**** Given records

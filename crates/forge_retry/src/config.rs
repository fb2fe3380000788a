//! Scheduler configuration.

use std::collections::BTreeMap;
use std::time::Duration;

use forge_diagnostics::ErrorKind;
use serde::{Deserialize, Serialize};

use crate::error::{SchedulerError, SchedulerResult};

/// Serde helper storing a [`Duration`] as whole milliseconds.
pub mod duration_ms {
    use std::time::Duration;

    use serde::{Deserialize, Deserializer, Serializer};

    pub fn serialize<S: Serializer>(value: &Duration, serializer: S) -> Result<S::Ok, S::Error> {
        serializer.serialize_u64(value.as_millis() as u64)
    }

    pub fn deserialize<'de, D: Deserializer<'de>>(deserializer: D) -> Result<Duration, D::Error> {
        Ok(Duration::from_millis(u64::deserialize(deserializer)?))
    }
}

/// Default priority of each diagnosis kind. Higher runs first.
pub fn default_priorities() -> BTreeMap<ErrorKind, i32> {
    BTreeMap::from([
        (ErrorKind::ImportMissing, 10),
        (ErrorKind::Syntax, 8),
        (ErrorKind::TypeError, 6),
        (ErrorKind::LifecycleViolation, 5),
        (ErrorKind::Runtime, 4),
        (ErrorKind::Style, 2),
        (ErrorKind::Unknown, 1),
    ])
}

/// Backoff, concurrency and priority settings.
#[derive(Debug, Clone, PartialEq, Serialize, Deserialize)]
#[serde(default)]
pub struct SchedulerConfig {
    #[serde(with = "duration_ms", rename = "base_delay_ms")]
    pub base_delay: Duration,
    #[serde(with = "duration_ms", rename = "max_delay_ms")]
    pub max_delay: Duration,
    pub backoff_multiplier: f64,
    /// Fraction of the current delay added or removed at random.
    pub jitter_fraction: f64,
    pub max_attempts: u32,
    /// Maximum number of simultaneously running tasks.
    pub concurrency: usize,
    pub priorities: BTreeMap<ErrorKind, i32>,
}

impl Default for SchedulerConfig {
    fn default() -> Self {
        Self {
            base_delay: Duration::from_secs(1),
            max_delay: Duration::from_secs(30),
            backoff_multiplier: 2.0,
            jitter_fraction: 0.2,
            max_attempts: 3,
            concurrency: 1,
            priorities: default_priorities(),
        }
    }
}

impl SchedulerConfig {
    pub fn with_base_delay(mut self, delay: Duration) -> Self {
        self.base_delay = delay;
        self
    }

    pub fn with_max_delay(mut self, delay: Duration) -> Self {
        self.max_delay = delay;
        self
    }

    pub fn with_backoff_multiplier(mut self, multiplier: f64) -> Self {
        self.backoff_multiplier = multiplier;
        self
    }

    pub fn with_jitter(mut self, fraction: f64) -> Self {
        self.jitter_fraction = fraction;
        self
    }

    pub fn with_max_attempts(mut self, attempts: u32) -> Self {
        self.max_attempts = attempts;
        self
    }

    pub fn with_concurrency(mut self, concurrency: usize) -> Self {
        self.concurrency = concurrency;
        self
    }

    pub fn with_priority(mut self, kind: ErrorKind, priority: i32) -> Self {
        self.priorities.insert(kind, priority);
        self
    }

    /// Priority for a diagnosis kind; kinds missing from the table rank lowest.
    pub fn priority_for(&self, kind: ErrorKind) -> i32 {
        self.priorities.get(&kind).copied().unwrap_or(0)
    }

    pub fn validate(&self) -> SchedulerResult<()> {
        if !(self.backoff_multiplier >= 1.0) {
            return Err(SchedulerError::InvalidConfig(format!(
                "backoff_multiplier must be >= 1, got {}",
                self.backoff_multiplier
            )));
        }
        if !(0.0..=1.0).contains(&self.jitter_fraction) {
            return Err(SchedulerError::InvalidConfig(format!(
                "jitter_fraction must be within [0, 1], got {}",
                self.jitter_fraction
            )));
        }
        if self.max_attempts == 0 {
            return Err(SchedulerError::InvalidConfig("max_attempts must be at least 1".into()));
        }
        if self.concurrency == 0 {
            return Err(SchedulerError::InvalidConfig("concurrency must be at least 1".into()));
        }
        if self.base_delay > self.max_delay {
            return Err(SchedulerError::InvalidConfig(format!(
                "base_delay ({:?}) exceeds max_delay ({:?})",
                self.base_delay, self.max_delay
            )));
        }
        Ok(())
    }
}

/// Per-task overrides applied at enqueue time.
#[derive(Debug, Clone, Default, PartialEq, Eq)]
pub struct TaskOverrides {
    pub max_attempts: Option<u32>,
    pub priority: Option<i32>,
    pub base_delay: Option<Duration>,
}

impl TaskOverrides {
    pub fn new() -> Self {
        Self::default()
    }

    pub fn max_attempts(mut self, attempts: u32) -> Self {
        self.max_attempts = Some(attempts);
        self
    }

    pub fn priority(mut self, priority: i32) -> Self {
        self.priority = Some(priority);
        self
    }

    pub fn base_delay(mut self, delay: Duration) -> Self {
        self.base_delay = Some(delay);
        self
    }
}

********

Problem description:
The string "must" may appear on lines of the data above; give the number of those lines and nothing more.

Solution to this problem:
4